- **ABOUT THIS TASK**: Every entry in the data below needs to be repeated exactly.

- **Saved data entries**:
//! Postman Collection Schema v2.1.0 shapes, serialized as-is.

use serde::{Deserialize, Serialize};

pub const COLLECTION_SCHEMA_URL: &str = "https://schema.getpostman.com/json/collection/v2.1.0/collection.json";

#[derive(Debug, Clone, Serialize, Deserialize)]
pub struct Collection {
  pub info: CollectionInfo,
  pub item: Vec<Item>,
  #[serde(skip_serializing_if = "Option::is_none")]
  pub variable: Option<Vec<Variable>>,
}

#[derive(Debug, Clone, Serialize, Deserialize)]
pub struct CollectionInfo {
  pub name: String,
  #[serde(skip_serializing_if = "Option::is_none")]
  pub description: Option<String>,
  #[serde(skip_serializing_if = "Option::is_none")]
  pub version: Option<String>,
  pub schema: String,
}

#[derive(Debug, Clone, Serialize, Deserialize)]
pub struct Item {
  pub name: String,
  pub request: Request,
  pub response: Vec<serde_json::Value>,
}

#[derive(Debug, Clone, Serialize, Deserialize)]
pub struct Request {
  pub method: String,
  #[serde(skip_serializing_if = "Option::is_none")]
  pub header: Option<Vec<Header>>,
  #[serde(skip_serializing_if = "Option::is_none")]
  pub body: Option<RequestBody>,
  pub url: Url,
  #[serde(skip_serializing_if = "Option::is_none")]
  pub description: Option<String>,
}

#[derive(Debug, Clone, Serialize, Deserialize)]
pub struct Url {
  pub raw: String,
  #[serde(skip_serializing_if = "Option::is_none")]
  pub host: Option<Vec<String>>,
  #[serde(skip_serializing_if = "Option::is_none")]
  pub path: Option<Vec<String>>,
  #[serde(skip_serializing_if = "Option::is_none")]
  pub query: Option<Vec<Query>>,
  #[serde(skip_serializing_if = "Option::is_none")]
  pub variable: Option<Vec<UrlVariable>>,
}

#[derive(Debug, Clone, Serialize, Deserialize)]
pub struct Query {
  pub key: String,
  #[serde(skip_serializing_if = "Option::is_none")]
  pub value: Option<String>,
  #[serde(skip_serializing_if = "Option::is_none")]
  pub description: Option<String>,
  #[serde(skip_serializing_if = "Option::is_none")]
  pub disabled: Option<bool>,
}

#[derive(Debug, Clone, Serialize, Deserialize)]
pub struct UrlVariable {
  pub key: String,
  #[serde(skip_serializing_if = "Option::is_none")]
  pub value: Option<String>,
  #[serde(skip_serializing_if = "Option::is_none")]
  pub description: Option<String>,
}

#[derive(Debug, Clone, Serialize, Deserialize)]
pub struct Header {
  pub key: String,
  pub value: String,
  #[serde(skip_serializing_if = "Option::is_none")]
  pub description: Option<String>,
}

#[derive(Debug, Clone, Serialize, Deserialize)]
pub struct RequestBody {
  pub mode: String,
  #[serde(skip_serializing_if = "Option::is_none")]
  pub raw: Option<String>,
  #[serde(skip_serializing_if = "Option::is_none")]
  pub options: Option<BodyOptions>,
}

#[derive(Debug, Clone, Serialize, Deserialize)]
pub struct BodyOptions {
  #[serde(skip_serializing_if = "Option::is_none")]
  pub raw: Option<RawOptions>,
}

#[derive(Debug, Clone, Serialize, Deserialize)]
pub struct RawOptions {
  pub language: String,
}

#[derive(Debug, Clone, Serialize, Deserialize)]
pub struct Variable {
  pub key: String,
  pub value: String,
  #[serde(rename = "type", skip_serializing_if = "Option::is_none")]
  pub variable_type: Option<String>,
  #[serde(skip_serializing_if = "Option::is_none")]
  pub description: Option<String>,
}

- **TASK OUTPUT**:
//! Postman Collection Schema v2.1.0 shapes, serialized as-is.

use serde::{Deserialize, Serialize};

pub const COLLECTION_SCHEMA_URL: &str = "https://schema.getpostman.com/json/collection/v2.1.0/collection.json";

#[derive(Debug, Clone, Serialize, Deserialize)]
pub struct Collection {
  pub info: CollectionInfo,
  pub item: Vec<Item>,
  #[serde(skip_serializing_if = "Option::is_none")]
  pub variable: Option<Vec<Variable>>,
}

#[derive(Debug, Clone, Serialize, Deserialize)]
pub struct CollectionInfo {
  pub name: String,
  #[serde(skip_serializing_if = "Option::is_none")]
  pub description: Option<String>,
  #[serde(skip_serializing_if = "Option::is_none")]
  pub version: Option<String>,
  pub schema: String,
}

#[derive(Debug, Clone, Serialize, Deserialize)]
pub struct Item {
  pub name: String,
  pub request: Request,
  pub response: Vec<serde_json::Value>,
}

#[derive(Debug, Clone, Serialize, Deserialize)]
pub struct Request {
  pub method: String,
  #[serde(skip_serializing_if = "Option::is_none")]
  pub header: Option<Vec<Header>>,
  #[serde(skip_serializing_if = "Option::is_none")]
  pub body: Option<RequestBody>,
  pub url: Url,
  #[serde(skip_serializing_if = "Option::is_none")]
  pub description: Option<String>,
}

#[derive(Debug, Clone, Serialize, Deserialize)]
pub struct Url {
  pub raw: String,
  #[serde(skip_serializing_if = "Option::is_none")]
  pub host: Option<Vec<String>>,
  #[serde(skip_serializing_if = "Option::is_none")]
  pub path: Option<Vec<String>>,
  #[serde(skip_serializing_if = "Option::is_none")]
  pub query: Option<Vec<Query>>,
  #[serde(skip_serializing_if = "Option::is_none")]
  pub variable: Option<Vec<UrlVariable>>,
}

#[derive(Debug, Clone, Serialize, Deserialize)]
pub struct Query {
  pub key: String,
  #[serde(skip_serializing_if = "Option::is_none")]
  pub value: Option<String>,
  #[serde(skip_serializing_if = "Option::is_none")]
  pub description: Option<String>,
  #[serde(skip_serializing_if = "Option::is_none")]
  pub disabled: Option<bool>,
}

#[derive(Debug, Clone, Serialize, Deserialize)]
pub struct UrlVariable {
  pub key: String,
  #[serde(skip_serializing_if = "Option::is_none")]
  pub value: Option<String>,
  #[serde(skip_serializing_if = "Option::is_none")]
  pub description: Option<String>,
}

#[derive(Debug, Clone, Serialize, Deserialize)]
pub struct Header {
  pub key: String,
  pub value: String,
  #[serde(skip_serializing_if = "Option::is_none")]
  pub description: Option<String>,
}

#[derive(Debug, Clone, Serialize, Deserialize)]
pub struct RequestBody {
  pub mode: String,
  #[serde(skip_serializing_if = "Option::is_none")]
  pub raw: Option<String>,
  #[serde(skip_serializing_if = "Option::is_none")]
  pub options: Option<BodyOptions>,
}

#[derive(Debug, Clone, Serialize, Deserialize)]
pub struct BodyOptions {
  #[serde(skip_serializing_if = "Option::is_none")]
  pub raw: Option<RawOptions>,
}

#[derive(Debug, Clone, Serialize, Deserialize)]
pub struct RawOptions {
  pub language: String,
}

#[derive(Debug, Clone, Serialize, Deserialize)]
pub struct Variable {
  pub key: String,
  pub value: String,
  #[serde(rename = "type", skip_serializing_if = "Option::is_none")]
  pub variable_type: Option<String>,
  #[serde(skip_serializing_if = "Option::is_none")]
  pub description: Option<String>,
}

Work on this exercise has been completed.